Demonstrating Enumeration Techniques

In this lab, we will explore various enumeration techniques to gather system information in order to identify potential attack vectors.

During the information gathering phase we will move from passive reconnaissance to active reconnaissance. Here we use the information we gathered to determine our attack vector by starting at the top of the list working our way down. That means retrieving a list of open ports, vulnerable services running on those ports, web directories, or the type of information that can be exposed by the service such as a list of users.

When enumerating a host, we will determine the best possible entry point. Which means we will be going over your scans in detail line by line to find the lowest hanging fruit.

We'll start by running an nmap scan to identify hosts on our network. We are using the -O option to detect the Operating Systems of the hosts on our network.

We'll use the command: nmap -O 10.1.16.0/24 -oX enum.xml && xsltproc enum.xml -o enum.html

Then we'll run ls to write out the contents of the current working directory to confirm our output file is there. This shows us that the xsltproc converted enum.xml to enum.html

We'll type in firefox enum.html to open it in our firefox browser.

We'll be determining what versions of the services are running on the host we previously scanned to identify potential exploits. Our result from our last scan shows us that the host 10.1.16.9 has more open ports than any other host on the network.

We'll run an nmap scan to determine the versions of the services on all 65,535 ports open on this machine. Then, we'll output the scan into an .xml file using the -oX option to create a detailed list. We'll do this by running the command nmap -sV  -p- 10.1.16.9 -oX enum2.xml

We can see some details like how MySQL is running version 5.051a-3ubuntu5 on port 3306.

Let's convert our file to an html format and list it to confirm it's been converted.

Below is what our report looks like when opened with firefox.

Starting with the first port lets determine what vulnerabilities exist for port 21.

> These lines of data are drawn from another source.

//! Property tests over the normalizer and the analytics invariants.

mod helpers;

use chrono::NaiveDate;
use proptest::prelude::*;
use serde_json::json;
use trade_intel_ops::domain::{PriceStatus, RawRecord, TradeType};
use trade_intel_ops::intelligence::{CounterpartyIntelligence, ImpliedPriceCurve, PartyField};
use trade_intel_ops::normalize::NormalizationPipeline;
use trade_intel_ops::upstream::budget::{BudgetTracker, CallKind};

use helpers::builders::ShipmentBuilder;

proptest! {
    /// The weighted median splits the weight mass: strictly-below weight is
    /// at most half the total, and at-or-below weight is at least half.
    #[test]
    fn weighted_median_splits_the_mass(
        entries in prop::collection::vec((10u32..10_000, 1u32..1_000), 1..40)
    ) {
        let records: Vec<_> = entries
            .iter()
            .enumerate()
            .map(|(i, (price, weight))| {
                ShipmentBuilder::new()
                    .record_id(format!("WM-{i}"))
                    .trade_date(2025, 4, 3)
                    .quantity_mt(*weight as f64)
                    .price_per_mt(*price as f64)
                    .build()
            })
            .collect();

        let ipc = ImpliedPriceCurve::new()
            .compute(&records, NaiveDate::from_ymd_opt(2025, 4, 5));
        let median = ipc.price_usd_per_mt.unwrap();

        let total: f64 = entries.iter().map(|(_, w)| *w as f64).sum();
        let below: f64 = entries
            .iter()
            .filter(|(p, _)| (*p as f64) < median)
            .map(|(_, w)| *w as f64)
            .sum();
        let at_or_below: f64 = entries
            .iter()
            .filter(|(p, _)| (*p as f64) <= median)
            .map(|(_, w)| *w as f64)
            .sum();

        prop_assert!(below <= total / 2.0 + 1e-9);
        prop_assert!(at_or_below >= total / 2.0 - 1e-9);
    }

    /// Normalizing the same raw record twice yields identical output.
    #[test]
    fn normalizer_is_deterministic(
        price in 1u32..10_000_000,
        qty in 1u32..100_000,
        use_kgs in any::<bool>(),
    ) {
        let raw = RawRecord::from_value(json!({
            "DECLARATION_NO": "P-1",
            "ITEM_NO": "1",
            "FOB_USD": price,
            "QUANTITY": qty,
            "UNIT": if use_kgs { "KGS" } else { "MTS" },
            "HS_CODE": "08013100",
            "EXP_DATE": "2025-03-10",
        }));

        let pipeline = NormalizationPipeline::new();
        let mut a = pipeline.normalize(&raw, TradeType::Export, "INDIA").unwrap();
        let mut b = pipeline.normalize(&raw, TradeType::Export, "INDIA").unwrap();
        a.normalized_at = b.normalized_at;
        prop_assert_eq!(
            serde_json::to_value(&a).unwrap(),
            serde_json::to_value(&b).unwrap()
        );
    }

    /// Wherever total and tonnage are both known, the per-MT price is their
    /// ratio, and the suspect flags line up with the thresholds.
    #[test]
    fn price_status_matches_thresholds(
        price in 1u32..100_000_000,
        qty in 1u32..100_000,
    ) {
        let raw = RawRecord::from_value(json!({
            "DECLARATION_NO": "P-2",
            "FOB_USD": price,
            "QUANTITY": qty,
            "UNIT": "MT",
            "HS_CODE": "08013100",
        }));

        let shipment = NormalizationPipeline::new()
            .normalize(&raw, TradeType::Export, "INDIA")
            .unwrap();

        let per_mt = shipment.fob_usd_per_mt.unwrap();
        prop_assert!((per_mt - price as f64 / qty as f64).abs() < 1e-6);

        let expected = if per_mt < 10.0 {
            PriceStatus::SuspectLow
        } else if per_mt > 50_000.0 {
            PriceStatus::SuspectHigh
        } else {
            PriceStatus::Normal
        };
        prop_assert_eq!(shipment.price_status, expected);
    }

    /// Market shares are sorted weakly decreasing and never exceed 100%.
    #[test]
    fn market_shares_are_bounded(
        volumes in prop::collection::vec(1u32..100_000, 1..25)
    ) {
        let records: Vec<_> = volumes
            .iter()
            .enumerate()
            .map(|(i, volume)| {
                ShipmentBuilder::new()
                    .record_id(format!("SH-{i}"))
                    .trade_date(2025, 4, 1)
                    .consignee(format!("Buyer {i}"))
                    .quantity_mt(*volume as f64)
                    .build()
            })
            .collect();

        let shares = CounterpartyIntelligence::new().compute_market_shares(
            &records,
            PartyField::Consignee,
            None,
            None,
            10,
        );

        let listed: Vec<f64> = shares.top_entities.iter().map(|e| e.volume_mt).collect();
        prop_assert!(listed.windows(2).all(|w| w[0] >= w[1]));

        let share_sum: f64 = shares
            .top_entities
            .iter()
            .map(|e| e.market_share_pct)
            .sum();
        prop_assert!(share_sum <= 100.0 + 0.5); // rounding headroom
    }

    /// Budget counters never decrease within a day.
    #[test]
    fn budget_counters_are_monotone(calls in prop::collection::vec(any::<bool>(), 1..60)) {
        let tracker = BudgetTracker::new();
        let mut last_total = 0;
        for is_harvest in calls {
            tracker.record_call(if is_harvest { CallKind::Harvest } else { CallKind::Search });
            let status = tracker.status();
            prop_assert!(status.daily_calls_used > last_total);
            last_total = status.daily_calls_used;
        }
    }
}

There are 65,535 ports available, when enumerating hosts, you want to exhaust every possibility. You can add the -p- option to scan all 65,535 ports on a host. This type of scan can take some time when identifying vulnerabilities for all 65,535 ports.

There are many tools we can use to enumerate web directories; in this section we will be using Dirb and Nikto to scan our web server.

Dirb is a web content scanner that launches a dictionary-based attack to identify web directories using a dictionary file.

Note: We can view the web directory files that can be used by dirb by navigating to /usr/share/wordlists/dirb/.

By typing in dirb in the command line, we can see a list of options and command usage exampes.

Using dirb, we'll run a scan on the metasploitable web server. When we run the scan, we can scroll up and down in the terminal to view the entire output of our scan. When an accessible directory is found it will be noted with ==>

Let's type in dirb http://10.1.16.9/

Our output dirb identified 41,526 files and 89 directories. We can view a directory by typing the webservers directory in the address bar of our browser.

We'll be opening up the following link ending in dvwa in firefox, and we come across a login in screen.

Nikto is a web server vulnerability scanning tool. Nikto will return any cookies received from the web server while attempting to detect files, software, and directories running on the web server.

When typing nikto into our terminal and running the command,we see a list of options and command usage examples.

we'll use the -h option to scan the metasploitable2 host. nikto -h 10.1.16.9

When a directory is identified our output will show Directory indexing found. or directory found to the right of the directory discovered.

Nikto discovered numerous directories and even vulnerabilities on this web server. You can navigate to each directory using your web browser.

• /doc/
• /test/
• /icons/
• /phpMyAdmin/

This lab demonstrated various enumeration techniques used for information gathering to identify potential attack vectors. We started with passive reconnaissance and then moved to active reconnaissance to retrieve a list of open ports, vulnerable services running on those ports, web directories, and the type of information that can be exposed by the service.

We used nmap scans to identify hosts on our network, determine the versions of services on open ports, and output the scan results into detailed lists. We also used Dirb and Nikto tools to scan web servers for web directories and vulnerabilities.